> _Extracted entries_
//! Schema registry service: task types, project types and their schemas.

use crate::schema::domain::{CustomData, FieldSchema, StatusLabel, Workflow};
use crate::tracker::{
    domain::{
        ProjectType, SchemaOwner, Slug, StatusRemoval, TaskType, TeamId, TrackerDomainError,
        TypeStats,
    },
    error::EngineResult,
    ports::WorkspaceStore,
};
use mockable::Clock;
use std::sync::Arc;
use tracing::{info, instrument};

/// Request payload for creating a task type or project type.
#[derive(Debug, Clone, PartialEq, Eq)]
pub struct TypeDefinition {
    name: String,
    workflow: Workflow,
    fields: FieldSchema,
    slug: Option<Slug>,
    description: Option<String>,
    color: Option<String>,
}

impl TypeDefinition {
    /// Creates a definition with a workflow and no custom fields.
    #[must_use]
    pub fn new(name: impl Into<String>, workflow: Workflow) -> Self {
        Self {
            name: name.into(),
            workflow,
            fields: FieldSchema::empty(),
            slug: None,
            description: None,
            color: None,
        }
    }

    /// Sets the custom field schema.
    #[must_use]
    pub fn with_fields(mut self, fields: FieldSchema) -> Self {
        self.fields = fields;
        self
    }

    /// Sets an explicit slug instead of deriving one from the name.
    #[must_use]
    pub fn with_slug(mut self, slug: Slug) -> Self {
        self.slug = Some(slug);
        self
    }

    /// Sets the description.
    #[must_use]
    pub fn with_description(mut self, description: impl Into<String>) -> Self {
        self.description = Some(description.into());
        self
    }

    /// Sets the display colour.
    #[must_use]
    pub fn with_color(mut self, color: impl Into<String>) -> Self {
        self.color = Some(color.into());
        self
    }

    fn into_task_type(
        self,
        team_id: TeamId,
        clock: &impl Clock,
    ) -> Result<TaskType, TrackerDomainError> {
        let mut task_type =
            TaskType::new(team_id, self.name, self.workflow, clock)?.with_fields(self.fields);
        if let Some(slug) = self.slug {
            task_type = task_type.with_slug(slug);
        }
        if let Some(description) = self.description {
            task_type = task_type.with_description(description);
        }
        if let Some(color) = self.color {
            task_type = task_type.with_color(color);
        }
        Ok(task_type)
    }

    fn into_project_type(self, clock: &impl Clock) -> Result<ProjectType, TrackerDomainError> {
        let mut project_type =
            ProjectType::new(self.name, self.workflow, clock)?.with_fields(self.fields);
        if let Some(slug) = self.slug {
            project_type = project_type.with_slug(slug);
        }
        if let Some(description) = self.description {
            project_type = project_type.with_description(description);
        }
        if let Some(color) = self.color {
            project_type = project_type.with_color(color);
        }
        Ok(project_type)
    }
}

/// Source of truth for which statuses and fields are valid right now.
#[derive(Clone)]
pub struct SchemaRegistryService<S, C>
where
    S: WorkspaceStore,
    C: Clock + Send + Sync,
{
    store: Arc<S>,
    clock: Arc<C>,
}

impl<S, C> SchemaRegistryService<S, C>
where
    S: WorkspaceStore,
    C: Clock + Send + Sync,
{
    /// Creates a new schema registry service.
    #[must_use]
    pub const fn new(store: Arc<S>, clock: Arc<C>) -> Self {
        Self { store, clock }
    }

    /// Creates a task type owned by `team_id`.
    ///
    /// # Errors
    ///
    /// Returns `NotFound` for a missing team, `Conflict` when the team
    /// already has a type with the same slug, or a domain error for an
    /// invalid name.
    #[instrument(skip(self, definition), fields(name = %definition.name))]
    pub async fn create_task_type(
        &self,
        team_id: TeamId,
        definition: TypeDefinition,
    ) -> EngineResult<TaskType> {
        let clock = &*self.clock;
        let task_type = self
            .store
            .transact(move |catalog| {
                let task_type = definition.into_task_type(team_id, clock)?;
                catalog.insert_task_type(task_type.clone())?;
                Ok(task_type)
            })
            .await?;
        info!(task_type = %task_type.id(), slug = %task_type.slug(), "created task type");
        Ok(task_type)
    }

    /// Creates a project type.
    ///
    /// # Errors
    ///
    /// Returns `Conflict` when the slug is taken or a domain error for an
    /// invalid name.
    #[instrument(skip(self, definition), fields(name = %definition.name))]
    pub async fn create_project_type(
        &self,
        definition: TypeDefinition,
    ) -> EngineResult<ProjectType> {
        let clock = &*self.clock;
        let project_type = self
            .store
            .transact(move |catalog| {
                let project_type = definition.into_project_type(clock)?;
                catalog.insert_project_type(project_type.clone())?;
                Ok(project_type)
            })
            .await?;
        info!(
            project_type = %project_type.id(),
            slug = %project_type.slug(),
            "created project type"
        );
        Ok(project_type)
    }

    /// Returns the task types owned by `team_id`, ordered by name.
    ///
    /// # Errors
    ///
    /// Returns `NotFound` when the team does not exist.
    #[instrument(skip(self))]
    pub async fn list_task_types(&self, team_id: TeamId) -> EngineResult<Vec<TaskType>> {
        self.store
            .read(move |catalog| {
                catalog.team(team_id)?;
                let mut task_types: Vec<TaskType> = catalog
                    .task_types()
                    .filter(|task_type| task_type.team_id() == team_id)
                    .cloned()
                    .collect();
                task_types.sort_by(|left, right| left.name().cmp(right.name()));
                Ok(task_types)
            })
            .await
    }

    /// Returns every project type, ordered by name.
    ///
    /// # Errors
    ///
    /// Returns a store error when the catalog cannot be read.
    #[instrument(skip(self))]
    pub async fn list_project_types(&self) -> EngineResult<Vec<ProjectType>> {
        self.store
            .read(|catalog| {
                let mut project_types: Vec<ProjectType> =
                    catalog.project_types().cloned().collect();
                project_types.sort_by(|left, right| left.name().cmp(right.name()));
                Ok(project_types)
            })
            .await
    }

    /// Returns the current workflow of `owner`.
    ///
    /// # Errors
    ///
    /// Returns `NotFound` when the type does not exist.
    #[instrument(skip(self))]
    pub async fn get_workflow(&self, owner: SchemaOwner) -> EngineResult<Workflow> {
        self.store
            .read(move |catalog| Ok(catalog.schema(owner)?.workflow().clone()))
            .await
    }

    /// Returns the current field schema of `owner`.
    ///
    /// # Errors
    ///
    /// Returns `NotFound` when the type does not exist.
    #[instrument(skip(self))]
    pub async fn get_field_schema(&self, owner: SchemaOwner) -> EngineResult<FieldSchema> {
        self.store
            .read(move |catalog| Ok(catalog.schema(owner)?.fields().clone()))
            .await
    }

    /// Inserts a status at `position`, appending when it is absent or past
    /// the end.
    ///
    /// # Errors
    ///
    /// Returns `NotFound`, `Conflict` when the label exists ignoring case, or
    /// a schema error for a malformed label.
    #[instrument(skip(self))]
    pub async fn add_status(
        &self,
        owner: SchemaOwner,
        label: &str,
        position: Option<usize>,
    ) -> EngineResult<Workflow> {
        let clock = &*self.clock;
        let workflow = self
            .store
            .transact(move |catalog| catalog.add_status(owner, label, position, clock))
            .await?;
        info!(%owner, label, "added workflow status");
        Ok(workflow)
    }

    /// Reports whether `status` can be removed without a reassignment target.
    ///
    /// Nothing is removed; use
    /// [`CascadeCoordinator::remove_workflow_status`][retarget] to retarget
    /// users and remove it, or [`Self::remove_unused_status`] once it is
    /// unused.
    ///
    /// [retarget]: super::CascadeCoordinator::remove_workflow_status
    ///
    /// # Errors
    ///
    /// Returns `NotFound`, or `InvalidStatus` when `status` is not a member.
    #[instrument(skip(self))]
    pub async fn remove_status(
        &self,
        owner: SchemaOwner,
        status: &str,
    ) -> EngineResult<StatusRemoval> {
        self.store
            .read(move |catalog| catalog.status_removal(owner, status))
            .await
    }

    /// Removes a status no task or project uses.
    ///
    /// # Errors
    ///
    /// Returns `Blocked` with the usage count while the status is in use,
    /// `InvalidStatus` when it is not a member, or a schema error when it is
    /// the last status.
    #[instrument(skip(self))]
    pub async fn remove_unused_status(
        &self,
        owner: SchemaOwner,
        status: &str,
    ) -> EngineResult<Workflow> {
        let clock = &*self.clock;
        let workflow = self
            .store
            .transact(move |catalog| catalog.remove_unused_status(owner, status, clock))
            .await?;
        info!(%owner, status, "removed unused workflow status");
        Ok(workflow)
    }

    /// Replaces the field schema of `owner` without touching stored data.
    ///
    /// # Errors
    ///
    /// Returns `NotFound` when the type does not exist.
    #[instrument(skip(self, field_schema), fields(field_count = field_schema.len()))]
    pub async fn set_field_schema(
        &self,
        owner: SchemaOwner,
        field_schema: FieldSchema,
    ) -> EngineResult<()> {
        let clock = &*self.clock;
        self.store
            .transact(move |catalog| catalog.set_field_schema(owner, field_schema, clock))
            .await?;
        info!(%owner, "replaced field schema");
        Ok(())
    }

    /// Checks `candidate` against the current workflow of `owner`.
    ///
    /// # Errors
    ///
    /// Returns `NotFound` or `InvalidStatus`.
    #[instrument(skip(self))]
    pub async fn validate_status(
        &self,
        owner: SchemaOwner,
        candidate: &str,
    ) -> EngineResult<StatusLabel> {
        self.store
            .read(move |catalog| Ok(catalog.schema(owner)?.validate_status(candidate)?))
            .await
    }

    /// Checks `candidate` against the current field schema of `owner`,
    /// returning the data with undeclared keys dropped.
    ///
    /// # Errors
    ///
    /// Returns `NotFound`, `MissingRequiredField`, `TypeMismatch` or
    /// `InvalidOption`.
    #[instrument(skip(self, candidate))]
    pub async fn validate_custom_data(
        &self,
        owner: SchemaOwner,
        candidate: &CustomData,
    ) -> EngineResult<CustomData> {
        self.store
            .read(move |catalog| Ok(catalog.schema(owner)?.validate_custom_data(candidate)?))
            .await
    }

    /// Returns total and per-status usage of `owner`.
    ///
    /// # Errors
    ///
    /// Returns `NotFound` when the type does not exist.
    #[instrument(skip(self))]
    pub async fn type_stats(&self, owner: SchemaOwner) -> EngineResult<TypeStats> {
        self.store.read(move |catalog| catalog.type_stats(owner)).await
    }
}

> _Exercise details_
Copy out, exactly and alone, the lines of the entries above between the ones holding "info!(task_type = %task_type.id(), slug" and "let project_type = definition.into_project_type(clock)?;", inclusive.

> _Expected answer_
        info!(task_type = %task_type.id(), slug = %task_type.slug(), "created task type");
        Ok(task_type)
    }

    /// Creates a project type.
    ///
    /// # Errors
    ///
    /// Returns `Conflict` when the slug is taken or a domain error for an
    /// invalid name.
    #[instrument(skip(self, definition), fields(name = %definition.name))]
    pub async fn create_project_type(
        &self,
        definition: TypeDefinition,
    ) -> EngineResult<ProjectType> {
        let clock = &*self.clock;
        let project_type = self
            .store
            .transact(move |catalog| {
                let project_type = definition.into_project_type(clock)?;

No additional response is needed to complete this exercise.